Can you provide a brief overview of your lab’s current research focus?

The major focus of our laboratory has been the development and implementation of new technologies, most of them centered on protein analysis. For the last few years, we have been working on adaptations of deep mutational scanning, a method that uses high throughput DNA sequence reads to assess the functions of protein variants.

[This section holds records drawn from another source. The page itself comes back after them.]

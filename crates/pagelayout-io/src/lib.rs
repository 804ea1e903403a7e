//! pagelayout-io - Page image I/O
//!
//! Reading and writing page images and masks:
//!
//! - PNM: P2/P5/P6 read, P5/P6 write
//! - PNG: read (any flavor, normalized to 8-bit) and write
//!
//! Formats are detected from magic bytes on read.

mod error;
pub mod format;
#[cfg(feature = "png-format")]
pub mod png;
#[cfg(feature = "pnm")]
pub mod pnm;

pub use error::{IoError, IoResult};
pub use format::{ImageFormat, detect_format, detect_format_from_bytes};

use pagelayout_core::{BinaryMask, PageImage};
use std::fs::File;
use std::io::{BufWriter, Cursor};
use std::path::Path;

/// Read an image from a file path, detecting the format from its content.
pub fn read_image<P: AsRef<Path>>(path: P) -> IoResult<PageImage> {
    let bytes = std::fs::read(path)?;
    read_image_mem(&bytes)
}

/// Read an image from an in-memory buffer.
pub fn read_image_mem(data: &[u8]) -> IoResult<PageImage> {
    match detect_format_from_bytes(data)? {
        #[cfg(feature = "pnm")]
        ImageFormat::Pnm => pnm::read_pnm(data),
        #[cfg(feature = "png-format")]
        ImageFormat::Png => png::read_png(Cursor::new(data)),
        #[allow(unreachable_patterns)]
        other => Err(IoError::UnsupportedFormat(format!(
            "{:?} support not enabled",
            other
        ))),
    }
}

/// Write an image to a file path in the given format.
pub fn write_image<P: AsRef<Path>>(image: &PageImage, path: P, format: ImageFormat) -> IoResult<()> {
    let file = File::create(path)?;
    write_image_to(image, BufWriter::new(file), format)
}

/// Encode an image into an in-memory buffer.
pub fn write_image_mem(image: &PageImage, format: ImageFormat) -> IoResult<Vec<u8>> {
    let mut buf = Vec::new();
    write_image_to(image, &mut buf, format)?;
    Ok(buf)
}

/// Write a binary mask as a gray image (0 background, 255 foreground).
pub fn write_mask<P: AsRef<Path>>(mask: &BinaryMask, path: P, format: ImageFormat) -> IoResult<()> {
    write_image(&mask.to_image()?, path, format)
}

fn write_image_to<W: std::io::Write>(
    image: &PageImage,
    writer: W,
    format: ImageFormat,
) -> IoResult<()> {
    match format {
        #[cfg(feature = "pnm")]
        ImageFormat::Pnm => pnm::write_pnm(image, writer),
        #[cfg(feature = "png-format")]
        ImageFormat::Png => png::write_png(image, writer),
        #[allow(unreachable_patterns)]
        other => Err(IoError::UnsupportedFormat(format!(
            "{:?} support not enabled",
            other
        ))),
    }
}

Projects include approaches to extend deep mutational scanning into living organisms and to covalently link proteins to nucleic acid barcodes to allow biochemical assays of protein variants.

What is the significance of the findings in this publication?

Peptide fragments can inhibit the interactions of the full-length proteins from which the fragments derive. We employed a high throughput assay to measure how the growth of E. coli is affected by fragments that derive from each of ten essential E. coli proteins. We used the resulting data to decipher general principles for how this type of inhibition occurs.

What are the next steps for this research?

Additional work based on this research may go in multiple directions. In one, fragments of proteins orthologous to the E. coli ones and derived from other bacteria, particularly human pathogens, can be tested to determine whether similar fragments inhibit the growth of these other bacteria. In another, it may be feasible to develop methods for the identification of inhibitory fragments on a proteome-wide basis. In a third, assays for inhibiting the growth of bacteria can be carried out under multiple conditions, such as in the presence of drugs.

If you’d like us to mention your funding sources, please list them.

NRSA fellowship and grants from the NIH.